Repository files navigation

MLProf

Lint and test

Tools for automated ML model performance tests in CMSSW (CMSSW version 13 and above).

Quickstart

To setup this tool, start by cloning the repository on your lxplus node and install the required venv using the command:

source setup.sh

This command is also used to activate your venv at the start of each new bash session.

To check the setup and create a basic plot with this tool on an already existing graph, you may run the task PlotRuntimes with a simple call:

law run PlotRuntimes --version test_mlprof

Law introduction

As you can already see from the Quickstart section, this tool uses law for the orchestration. Therefore, a short introduction to the most essential functions of law you should be aware of when using this tool is provided here. More informations are available for example in the "Examples" section of this Github repository. This section can be ignored if you are already familiar with law.

In law, tasks are defined and separated by purpose and may have dependencies to each other. As an example, MLProf defines a task for the runtime measurement of a network for several batch sizes and a different task to make a plot of these data. The plotting task requires the runtime measurement task to have already run, in order to have data to plot. This is checked by the presence or absence of the corresponding output file from the required task. If the required file is not present, the required task will be automatically started with the corresponding parameters before the called task.
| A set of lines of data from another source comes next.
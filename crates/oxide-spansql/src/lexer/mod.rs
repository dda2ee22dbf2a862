//! Lexer
//!
//! A hand-written byte-level scanner that turns source text into tokens,
//! skipping whitespace and comments. It knows nothing about keywords: every
//! word, parameter, punctuation mark and operator is a [`TokenKind::Plain`]
//! token whose meaning the grammar decides from its text.

mod span;
mod token;
mod tokenizer;

pub use span::Span;
pub(crate) use token::is_identifier_name;
pub use token::{Token, TokenKind};
pub use tokenizer::Lexer;
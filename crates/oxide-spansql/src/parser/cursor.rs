//! Token cursor with single-token pushback and non-consuming lookahead.

use super::error::{ErrorKind, ParseError};
use crate::lexer::{Lexer, Span, Token};

/// A token, or the condition that ended the token stream.
pub type Lexeme<'a> = Result<Token<'a>, ParseError>;

/// A cursor over the token stream of one input.
///
/// Cloning a cursor snapshots its full state; [`Cursor::sniff`] relies on
/// this to look ahead without committing.
#[derive(Debug, Clone)]
pub struct Cursor<'a> {
    lexer: Lexer<'a>,
    /// The last lexeme handed out by `next`. Once `done`, the terminal
    /// condition every further read returns.
    current: Lexeme<'a>,
    /// A lexeme pushed back by `back`, replayed by the next `next`.
    pending: Option<Lexeme<'a>>,
    /// Set on end of input and on the first error.
    done: bool,
}

impl<'a> Cursor<'a> {
    /// Creates a cursor at the start of `input`.
    #[must_use]
    pub const fn new(input: &'a str) -> Self {
        Self {
            lexer: Lexer::new(input),
            current: Err(ParseError::eof(0)),
            pending: None,
            done: false,
        }
    }

    /// Consumes and returns the next token.
    ///
    /// # Errors
    ///
    /// Returns [`ErrorKind::Eof`] once the input is exhausted, or the lexical
    /// or syntax error that ended the parse. Both repeat on every later call.
    #[allow(clippy::should_implement_trait)]
    pub fn next(&mut self) -> Lexeme<'a> {
        if let Some(lexeme) = self.pending.take() {
            self.current = lexeme.clone();
            return lexeme;
        }
        if !self.done {
            self.current = self.lexer.next_token();
            self.done = self.current.is_err();
        }
        self.current.clone()
    }

    /// Pushes the last lexeme back so the next call to [`Cursor::next`]
    /// returns it again.
    ///
    /// # Panics
    ///
    /// Panics if called twice without an intervening `next`; that is a bug in
    /// the grammar, not in the input.
    pub fn back(&mut self) {
        assert!(self.pending.is_none(), "cursor backed up twice");
        self.pending = Some(self.current.clone());
    }

    /// Reports whether the next tokens are exactly `want`, without consuming
    /// anything.
    pub fn sniff(&mut self, want: &[&str]) -> bool {
        let snapshot = self.clone();
        let matched = want
            .iter()
            .all(|w| matches!(self.next(), Ok(tok) if tok.is(w)));
        *self = snapshot;
        matched
    }

    /// The location of the next lexeme, without consuming it.
    pub fn peek_span(&mut self) -> Span {
        let span = match self.next() {
            Ok(tok) => tok.span,
            Err(e) => e.span,
        };
        self.back();
        span
    }

    /// Consumes the next token if it is `want`.
    pub fn accept(&mut self, want: &str) -> bool {
        match self.next() {
            Ok(tok) if tok.is(want) => true,
            _ => {
                self.back();
                false
            }
        }
    }

    /// Consumes the next token, requiring it to be `want`.
    ///
    /// # Errors
    ///
    /// Returns [`ErrorKind::Mismatch`] naming both tokens, or the condition
    /// that ended the token stream.
    pub fn expect(&mut self, want: &str) -> Result<Token<'a>, ParseError> {
        let tok = self.next()?;
        if tok.is(want) {
            return Ok(tok);
        }
        Err(self.fail(
            ErrorKind::Mismatch {
                found: String::from(tok.text),
                wanted: String::from(want),
            },
            tok.span,
        ))
    }

    /// Ends the parse with an error: every later read returns it.
    pub fn fail(&mut self, kind: ErrorKind, span: Span) -> ParseError {
        let err = ParseError::new(kind, span);
        self.current = Err(err.clone());
        self.pending = None;
        self.done = true;
        err
    }

    /// Reports whether only whitespace and comments remain.
    ///
    /// # Errors
    ///
    /// Returns the lexical error that prevents reading the next token.
    pub fn at_end(&mut self) -> Result<bool, ParseError> {
        match self.next() {
            Ok(_) => {
                self.back();
                Ok(false)
            }
            Err(e) if e.is_eof() => Ok(true),
            Err(e) => Err(e),
        }
    }

    /// The unconsumed input, including a pushed-back token, with leading
    /// whitespace and comments skipped.
    #[must_use]
    pub fn remainder(&self) -> &'a str {
        let offset = match &self.pending {
            Some(Ok(tok)) => tok.span.start,
            Some(Err(e)) => e.span.start,
            None => self.lexer.position(),
        };
        let mut rest = Lexer::resume(self.lexer.input(), offset);
        // An unterminated comment stays part of the remainder.
        if rest.skip_whitespace_and_comments().is_err() {
            return Lexer::resume(self.lexer.input(), offset).rest().trim_start();
        }
        rest.rest()
    }

    /// Requires that the whole input has been consumed.
    ///
    /// # Errors
    ///
    /// Returns [`ErrorKind::TrailingContents`] if anything but whitespace and
    /// comments remains, including input that does not lex.
    pub fn finish(&mut self) -> Result<(), ParseError> {
        let start = match self.next() {
            Err(e) if e.is_eof() => return Ok(()),
            // The lexer stops at the start of the bad lexeme.
            Err(e) => e.span.start,
            Ok(tok) => {
                self.back();
                tok.span.start
            }
        };
        let rest = self.remainder();
        Err(self.fail(
            ErrorKind::TrailingContents(String::from(rest)),
            Span::new(start, self.lexer.input().len()),
        ))
    }
}

#[cfg(test)]
mod tests {
    use super::*;

    fn text(lexeme: Lexeme<'_>) -> String {
        String::from(lexeme.unwrap().text)
    }

    #[test]
    fn test_next_and_back() {
        let mut cursor = Cursor::new("DROP TABLE Foo");
        assert_eq!(text(cursor.next()), "DROP");
        cursor.back();
        assert_eq!(text(cursor.next()), "DROP");
        assert_eq!(text(cursor.next()), "TABLE");
        assert_eq!(text(cursor.next()), "Foo");
        assert!(cursor.next().unwrap_err().is_eof());
        assert!(cursor.next().unwrap_err().is_eof());
    }

    #[test]
    #[should_panic(expected = "backed up twice")]
    fn test_double_back_panics() {
        let mut cursor = Cursor::new("A B");
        let _ = cursor.next();
        cursor.back();
        cursor.back();
    }

    #[test]
    fn test_back_at_eof_replays_eof() {
        let mut cursor = Cursor::new("A");
        let _ = cursor.next();
        assert!(cursor.next().unwrap_err().is_eof());
        cursor.back();
        assert!(cursor.next().unwrap_err().is_eof());
    }

    #[test]
    fn test_sniff_does_not_consume() {
        let mut cursor = Cursor::new("CREATE TABLE T");
        assert!(cursor.sniff(&["CREATE", "TABLE"]));
        assert!(cursor.sniff(&["CREATE"]));
        assert!(!cursor.sniff(&["CREATE", "INDEX"]));
        assert!(!cursor.sniff(&["CREATE", "TABLE", "T", "X"]));
        assert_eq!(text(cursor.next()), "CREATE");
    }

    #[test]
    fn test_sniff_sees_pushed_back_token() {
        let mut cursor = Cursor::new("ORDER BY A");
        let _ = cursor.next();
        cursor.back();
        assert!(cursor.sniff(&["ORDER", "BY"]));
        assert_eq!(text(cursor.next()), "ORDER");
    }

    #[test]
    fn test_expect_mismatch_is_terminal() {
        let mut cursor = Cursor::new("DROP INDEX Foo");
        assert!(cursor.expect("DROP").is_ok());
        let err = cursor.expect("TABLE").unwrap_err();
        assert_eq!(
            err.kind,
            ErrorKind::Mismatch {
                found: String::from("INDEX"),
                wanted: String::from("TABLE"),
            }
        );
        assert_eq!(cursor.next().unwrap_err(), err);
    }

    #[test]
    fn test_lexical_error_survives_back() {
        let mut cursor = Cursor::new("A $ B");
        let _ = cursor.next();
        let err = cursor.next().unwrap_err();
        cursor.back();
        assert_eq!(cursor.next().unwrap_err(), err);
        assert_eq!(cursor.next().unwrap_err(), err);
    }

    #[test]
    fn test_accept() {
        let mut cursor = Cursor::new("UNIQUE INDEX");
        assert!(!cursor.accept("NULL_FILTERED"));
        assert!(cursor.accept("UNIQUE"));
        assert!(cursor.accept("INDEX"));
        assert!(cursor.at_end().unwrap());
    }

    #[test]
    fn test_remainder_accounts_for_pushback() {
        let mut cursor = Cursor::new("A  B /* c */ C");
        let _ = cursor.next();
        assert_eq!(cursor.remainder(), "B /* c */ C");
        let _ = cursor.next();
        cursor.back();
        assert_eq!(cursor.remainder(), "B /* c */ C");
        let _ = cursor.next();
        assert_eq!(cursor.remainder(), "C");
    }

    #[test]
    fn test_finish() {
        let mut cursor = Cursor::new("A -- trailing comment\n");
        let _ = cursor.next();
        assert!(cursor.finish().is_ok());

        let mut cursor = Cursor::new("A extra stuff");
        let _ = cursor.next();
        let err = cursor.finish().unwrap_err();
        assert_eq!(
            err.kind,
            ErrorKind::TrailingContents(String::from("extra stuff"))
        );
        assert_eq!(err.span, Span::new(2, 13));
    }

    #[test]
    fn test_finish_wraps_lexical_leftovers() {
        let mut cursor = Cursor::new("A  $ B");
        let _ = cursor.next();
        let err = cursor.finish().unwrap_err();
        assert_eq!(err.kind, ErrorKind::TrailingContents(String::from("$ B")));
        assert_eq!(err.span, Span::new(3, 6));
        assert_eq!(cursor.next().unwrap_err(), err);

        let mut cursor = Cursor::new("A /* open");
        let _ = cursor.next();
        assert_eq!(
            cursor.finish().unwrap_err().kind,
            ErrorKind::TrailingContents(String::from("/* open"))
        );
    }
}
The tree of runtime tasks in MLPROF is:

flowchart TD
    A[MeasureRuntime]
    A --> |merge the results for different batch sizes| B[MergeRuntimes]
    B --> C[PlotRuntimes]
    B --> D[PlotMultiRuntimes]

A task is run with the command law run followed by the name of the task. A version, given by the argument --version, followed by the name of the version, is required. Each version has its own set of outputs for the different existing tasks.

In law, the intermediate results (=the outputs to the different tasks) are saved locally in the corresponding directory (default path in MLPROF is data/name_of_the_task/CMSSW_architecture/model_identifier_with_run_parameters/name_of_the_version/). Hence the name of the version should be selected to match your purpose, for example --version convolutional_nn_for_b_tagging.

Tasks in law are organized as a graph with dependencies. Therefore a "depth" for the different required tasks exists, depending on which task required which other task. In order to see the different required tasks for a single task, you might use the argument --print-status -1, which will show all required tasks and the existence or absence of their output for the given input parameters up to depth "-1", hence the deepest one. The called task with law run will have depth 0. You might check the output path of a task with the argument --print-output, followed by the depth of the task. If you want a finished task to be run anew without changing the version (e.g. do a new runtime measurement with a new training of the same original network), you might remove the previous outputs with the --remove-output argument, followed by the depth up to which to remove the outputs. There are three removal modes:

  • a (all: remove all outputs of the different tasks up to the given depth),
  • i (interactive: prompt a selection of the tasks to remove up to the given depth)
  • d (dry: show which files might be deleted with the same selection options, but do not remove the outputs).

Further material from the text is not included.